Des Soudanais regardent les inondations sur l'île de Tuti, le 3 septembre 2020 © AFP ASHRAF SHAZLY
Sur l’île de Tuti, reliée à Khartoum par un unique pont, les habitants remplissent des sacs de sable et de cailloux, frêles barrages face à l’impétueux Nil dont le niveau n’a jamais été aussi haut.
Ce fleuve nourricier peut devenir source de malheurs au Soudan lorsque les pluies torrentielles qui s’abattent durant l’été l’ont tant gonflé qu’il sort de son lit, inondant les terres et ravageant les habitations.
« Il y a trois jours, l’eau a envahi ma maison vers minuit. Nous en avions jusqu’aux genoux. Mon mari et moi, avec nos cinq enfants, nous sommes enfuis vers le centre où nous nous trouvons actuellement, en emportant à la main quelques affaires », explique Swakin Ahmad, vêtue d’un voile rouge.
Cette île n’en est pas à sa première inondation mais cette fois, c’est pire. « Ces dernières années, il m’est arrivé de quitter ma maison durant deux mois pour habiter chez des amis. Cette année, impossible, l’eau s’était infiltrée chez eux aussi », ajoute cette mère de famille.
Selon le dernier bilan de la défense civile, sur l’ensemble du pays, les crues ont causé la mort de 94 personnes, en ont blessé 46, et plus de 60.000 maisons ont été détruites ou endommagées.
Le niveau du Nil a atteint 17,57 mètres, selon le ministère de l’Eau de l’Irrigation, un record absolu depuis plus de cent ans, date du début des relevés sur le fleuve.
Les autorités de l’Etat de Khartoum ont déclaré l’état d’urgence. Mais le pire est à venir dans les prochaines semaines car des fortes pluies sont attendues jusqu’à fin septembre en Ethiopie et au Soudan, selon le ministère.
« Mercredi, des jeunes gens ont tenté de sortir des affaires de ma maison. En vain car ils avaient de l’eau jusqu’au cou et ne voyaient rien », raconte Swakin.
– Les corps contre le Nil –
Dans la rue, trois barrages improvisés par les habitants ces dernières semaines ont été engloutis et quelques sacs dépassent, comme des sémaphores en perdition.
Iqbal Mohamed Abbas, qui a accueilli des déplacés dans son centre éducatif monté par l’Association des amis des enfants et des familles, décrit le « tsunami » qui s’est déversé sur l’île et « le courage avec lequel des jeunes gens ont tenté avec leurs maigres moyens de ralentir l’inondation ».
« Je me suis rappelé de l’air que chantaient nos grands parents: ‘je suis fier de ces jeunes qui sont venus pour tenter de stopper le Nil avec leur corps' », cite-t-elle.

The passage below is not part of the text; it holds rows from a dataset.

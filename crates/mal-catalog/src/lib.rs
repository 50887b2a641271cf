//! Catalog client library for the MyAnimeList API.
//!
//! This library provides a validated, typed client for the MyAnimeList v2
//! API (search, rankings, seasonal listings, user lists) plus the small
//! helpers the command front-end needs (cover download, broadcast dates).

pub mod api;
pub mod image;
pub mod schedule;

pub use api::{
    CatalogClient, CatalogError, Credentials, ListSort, RankingKind, Season, SeasonSort,
    WatchStatus,
};
pub use api::{AnimeRecord, ListedAnime, RankedAnime};
pub use image::FetchedImage;
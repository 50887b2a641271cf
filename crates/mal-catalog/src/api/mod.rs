//! MyAnimeList v2 API client implementation.
//!
//! This module provides a validating, typed client for the official
//! MyAnimeList API.

pub mod client;
pub mod error;
pub mod params;
pub mod types;

pub use client::{CatalogClient, Credentials};
pub use error::CatalogError;
pub use types::*;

Mais cette fois cela risque d’être bien plus grave. Selon les mesures relevées par le ministère, la crue de cette année devrait être plus importante que les précédentes, surtout celle de 1998 qui avait détruit des dizaines de milliers de maisons dans plusieurs Etats et déplacé plus d’un million de personnes.
– « Crève-coeur » –
Tandis que les habitants s’activent sur l’île de Tuti, un haut gradé de l’armée arrive sur les lieux.
« J’ai vu leurs yeux rougis par le manque de sommeil pour faire front contre l’eau. Je viens les aider. Nous avons fait venir 90 camions de sable et de la nourriture. C’est notre devoir », assure le général Hicham Kamal.
Des propos relativement nouveaux dans la bouche d’un militaire mais plus courants depuis la chute il y a un an de l’autocrate Omar el-Béchir, un ex-général arrivé au pouvoir en 1989 après un coup d’Etat.
Sur l’île qui a vécu en quasi autarcie jusqu’à la construction du pont en 2008, pour la relier à la capitale, il n’a pas été facile de convaincre les habitants de quitter leur maison, explique la psychologue Enshirah Sharaf.
« Ils voulaient que j’arrête l’eau pour pouvoir rester chez eux. Mais il n’y avait rien à faire. L’eau rentrait partout », affirme-t-elle.
« Je devais les convaincre de partir. C’était un crève-coeur, ils sont viscéralement attachés à leur île et même à leur maison. Je leur ai dit qu’il était possible de les reconstruire mais que nous ne pourrions pas faire revivre les âmes qui s’envolent lorsque que les gens se noient », conclut-elle.